By Larry Fyffe
Joseph Rodman Drake be a member of the Knickerbocker group of writers, a number of whom are influenced by George Byron – the British poet serves as a link between Joseph Drake and Bob Dylan.
In the lengthy poem below, a fairy of the night-meadows receives a sentence consisting of travails imposed by the elfin court because he falls in love with a mortal; the fairy makes it all the way to the heavenly-lit palace of the Queen of the Air who takes pity on him; she bids him stay, but he declines because he cannot forget the memory of his earth-bound lover:
'Twas the middle watch of a summer's night The earth is dark, but the heaven's are bright Nought is seen in the vault on high But the moon, and the stars, and the cloudless sky (Joseph Rodman Drake: The Culprit Fay)
There’s rhymed ~ ‘night’/’bright’.
Brings to mind the following poem:
She walks in beauty, like the night Of cloudless climes and starry skies And all that's best of dark and bright Meet in her aspect and her eyes George Byron: She Walks In Beauty)

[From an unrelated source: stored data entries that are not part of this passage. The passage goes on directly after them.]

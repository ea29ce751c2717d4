//! Repository identifiers and branch fallback rules.

use std::fmt;
use std::str::FromStr;

use serde::{Serialize, Serializer};

use crate::error::InsightError;

/// Branch assumed when the caller does not name one.
pub const DEFAULT_BRANCH: &str = "main";

/// Branch tried when the default branch does not exist.
pub const LEGACY_DEFAULT_BRANCH: &str = "master";

/// Validated `owner/repo` repository identifier.
///
/// # Example
///
/// ```
/// use repopulse::github::RepositorySlug;
///
/// let slug = RepositorySlug::parse("rust-lang/cargo").expect("valid slug");
/// assert_eq!(slug.owner(), "rust-lang");
/// assert_eq!(slug.name(), "cargo");
/// assert_eq!(slug.to_string(), "rust-lang/cargo");
/// ```
#[derive(Debug, Clone, PartialEq, Eq, Hash)]
pub struct RepositorySlug {
    owner: String,
    name: String,
}

impl RepositorySlug {
    /// Parses `owner/repo`, trimming surrounding whitespace.
    ///
    /// # Errors
    ///
    /// Returns [`InsightError::InvalidRepository`] when the input is not
    /// exactly two non-empty segments of GitHub-safe characters.
    pub fn parse(input: &str) -> Result<Self, InsightError> {
        let invalid = || InsightError::InvalidRepository {
            input: input.to_owned(),
        };
        let (owner, name) = input.trim().split_once('/').ok_or_else(invalid)?;

        if !is_valid_segment(owner) || !is_valid_segment(name) {
            return Err(invalid());
        }

        Ok(Self {
            owner: owner.to_owned(),
            name: name.to_owned(),
        })
    }

    /// Repository owner (user or organisation).
    #[must_use]
    pub fn owner(&self) -> &str {
        &self.owner
    }

    /// Repository name.
    #[must_use]
    pub fn name(&self) -> &str {
        &self.name
    }

    /// REST path prefix for this repository, e.g. `/repos/owner/name`.
    #[must_use]
    pub fn api_path(&self) -> String {
        format!("/repos/{}/{}", self.owner, self.name)
    }
}

fn is_valid_segment(segment: &str) -> bool {
    !segment.is_empty()
        && segment
            .chars()
            .all(|character| character.is_ascii_alphanumeric() || "-_.".contains(character))
}

impl fmt::Display for RepositorySlug {
    fn fmt(&self, f: &mut fmt::Formatter<'_>) -> fmt::Result {
        write!(f, "{}/{}", self.owner, self.name)
    }
}

impl FromStr for RepositorySlug {
    type Err = InsightError;

    fn from_str(input: &str) -> Result<Self, Self::Err> {
        Self::parse(input)
    }
}

impl Serialize for RepositorySlug {
    fn serialize<S: Serializer>(&self, serializer: S) -> Result<S::Ok, S::Error> {
        serializer.collect_str(self)
    }
}

/// Branches to try, in order, when reading content for `requested`.
///
/// The requested branch (or `main`) comes first. `main` falls back to
/// `master`; any other branch falls back to `main`.
#[must_use]
pub fn branch_candidates(requested: Option<&str>) -> Vec<String> {
    let primary = requested
        .map(str::trim)
        .filter(|branch| !branch.is_empty())
        .unwrap_or(DEFAULT_BRANCH);
    let fallback = if primary == DEFAULT_BRANCH {
        LEGACY_DEFAULT_BRANCH
    } else {
        DEFAULT_BRANCH
    };
    vec![primary.to_owned(), fallback.to_owned()]
}
//! Support modules for the activity polling BDD tests.

pub(crate) mod state;

pub(crate) use state::{ActivityState, issue_event, notification_log, poll_once, prepare};
//! Developer productivity metrics derived from merged pull requests.

use std::collections::BTreeSet;

use chrono::{DateTime, FixedOffset};
use serde::Serialize;

use crate::github::{PageLimits, PullRequestSummary, RepositorySlug};
use crate::http::FetchResult;

use super::{FeatureContext, FeatureReport};

/// Pull requests requested per page.
pub const PAGE_SIZE: u32 = 50;

/// Pages requested at most.
pub const MAX_PAGES: u32 = 10;

const SECONDS_PER_HOUR: f64 = 3600.0;
const HOURS_PER_DAY: f64 = 24.0;

/// Merge turnaround, line-count, and contributor metrics.
#[derive(Debug, Clone, PartialEq, Serialize)]
pub struct ProductivityReport {
    /// Repository measured.
    pub repository: String,
    /// Pull requests examined, merged or not.
    pub pull_requests_examined: usize,
    /// Merged pull requests.
    pub merged_pull_requests: usize,
    /// Mean hours from creation to merge.
    pub average_turnaround_hours: f64,
    /// Mean days from creation to merge.
    pub average_turnaround_days: f64,
    /// Lines added by merged pull requests.
    pub lines_added: u64,
    /// Lines deleted by merged pull requests.
    pub lines_deleted: u64,
    /// Added minus deleted.
    pub net_lines: i64,
    /// Distinct authors of merged pull requests.
    pub unique_contributors: usize,
    /// Their logins, sorted.
    pub contributors: Vec<String>,
    /// Mean added plus deleted lines per merged pull request.
    pub average_changes_per_pull_request: f64,
}

#[derive(Debug, Default)]
struct Tally {
    merged: usize,
    turnaround_seconds: Vec<i64>,
    additions: u64,
    deletions: u64,
    contributors: BTreeSet<String>,
}

pub(super) async fn run(context: FeatureContext<'_>, repository: &RepositorySlug) -> FeatureReport {
    let pulls = context
        .gateway
        .list_pull_requests(repository, PageLimits::bounded(PAGE_SIZE, MAX_PAGES))
        .await;
    if pulls.is_empty() {
        return FeatureReport::unavailable(format!("No pull requests found in {repository}"));
    }

    let mut tally = Tally::default();
    for pull in pulls.iter().filter(|pull| pull.merged_at.is_some()) {
        tally.merged = tally.merged.saturating_add(1);
        if let Some(author) = &pull.author {
            tally.contributors.insert(author.clone());
        }
        if let Some(seconds) = turnaround_seconds(pull) {
            tally.turnaround_seconds.push(seconds);
        }

        match context.gateway.pull_request(repository, pull.number).await {
            FetchResult::Success(detail) => {
                tally.additions = tally.additions.saturating_add(detail.additions);
                tally.deletions = tally.deletions.saturating_add(detail.deletions);
            }
            other => tracing::debug!(
                "skipping line counts for #{}: {}",
                pull.number,
                other.failure_description().unwrap_or_default()
            ),
        }
    }

    FeatureReport::Productivity(summarise(repository, pulls.len(), tally))
}

fn turnaround_seconds(pull: &PullRequestSummary) -> Option<i64> {
    let created = parse_timestamp(pull.created_at.as_deref()?)?;
    let merged = parse_timestamp(pull.merged_at.as_deref()?)?;
    Some(merged.signed_duration_since(created).num_seconds())
}

fn parse_timestamp(value: &str) -> Option<DateTime<FixedOffset>> {
    DateTime::parse_from_rfc3339(value)
        .inspect_err(|error| tracing::debug!("unparseable timestamp '{value}': {error}"))
        .ok()
}

fn summarise(repository: &RepositorySlug, examined: usize, tally: Tally) -> ProductivityReport {
    let (hours, days, changes_per_pull) = averages(&tally);
    let added = i64::try_from(tally.additions).unwrap_or(i64::MAX);
    let deleted = i64::try_from(tally.deletions).unwrap_or(i64::MAX);
    ProductivityReport {
        repository: repository.to_string(),
        pull_requests_examined: examined,
        merged_pull_requests: tally.merged,
        average_turnaround_hours: hours,
        average_turnaround_days: days,
        lines_added: tally.additions,
        lines_deleted: tally.deletions,
        net_lines: added.saturating_sub(deleted),
        unique_contributors: tally.contributors.len(),
        contributors: tally.contributors.into_iter().collect(),
        average_changes_per_pull_request: changes_per_pull,
    }
}

#[expect(
    clippy::float_arithmetic,
    clippy::cast_precision_loss,
    reason = "averages are reported as fractional values; counts stay far below 2^52"
)]
fn averages(tally: &Tally) -> (f64, f64, f64) {
    let hours = if tally.turnaround_seconds.is_empty() {
        0.0
    } else {
        let total: i64 = tally.turnaround_seconds.iter().sum();
        total as f64 / tally.turnaround_seconds.len() as f64 / SECONDS_PER_HOUR
    };
    let changes = tally.additions.saturating_add(tally.deletions) as f64;
    let per_pull = changes / tally.merged.max(1) as f64;
    (hours, hours / HOURS_PER_DAY, per_pull)
}
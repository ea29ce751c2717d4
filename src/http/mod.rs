//! HTTP plumbing shared by every upstream integration.
//!
//! Requests are described by [`EndpointRequest`] and every call resolves to a
//! [`FetchResult`], so the layers above decide how to degrade instead of
//! handling transport errors.

mod client;
mod fetch_result;
mod request;

pub use client::{Authorization, GITHUB_DIFF, GITHUB_JSON, HttpClient, REQUEST_TIMEOUT};
pub use fetch_result::FetchResult;
pub use request::{EndpointRequest, PageCursor, QueryValue};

There’s ~ ‘night’/’bright’ again rhymed.
In the song lyrics beneath, the situation is somewhat similar to that in Drake’s poem except there are no fairies anywhere to be seen – a satire, not a sylph, is in the air:
One more night, the stars are in sight But tonight I am as lonesome as can be Oh, the moon is shining bright Lighting everything in sight But tonight no light will shine on me (Bob Dylan: One More Night)
There’s ~ ‘sight’/’bright’ rhymed.
A gnostic-like, black humoured jokerman prevails in a number of lyrics by the singer/musician:
I've never lived in the land of Oz Or wasted my time with an unworthy cause It's hot down here, and you can't be overdressed (Bob Dylan: Key West)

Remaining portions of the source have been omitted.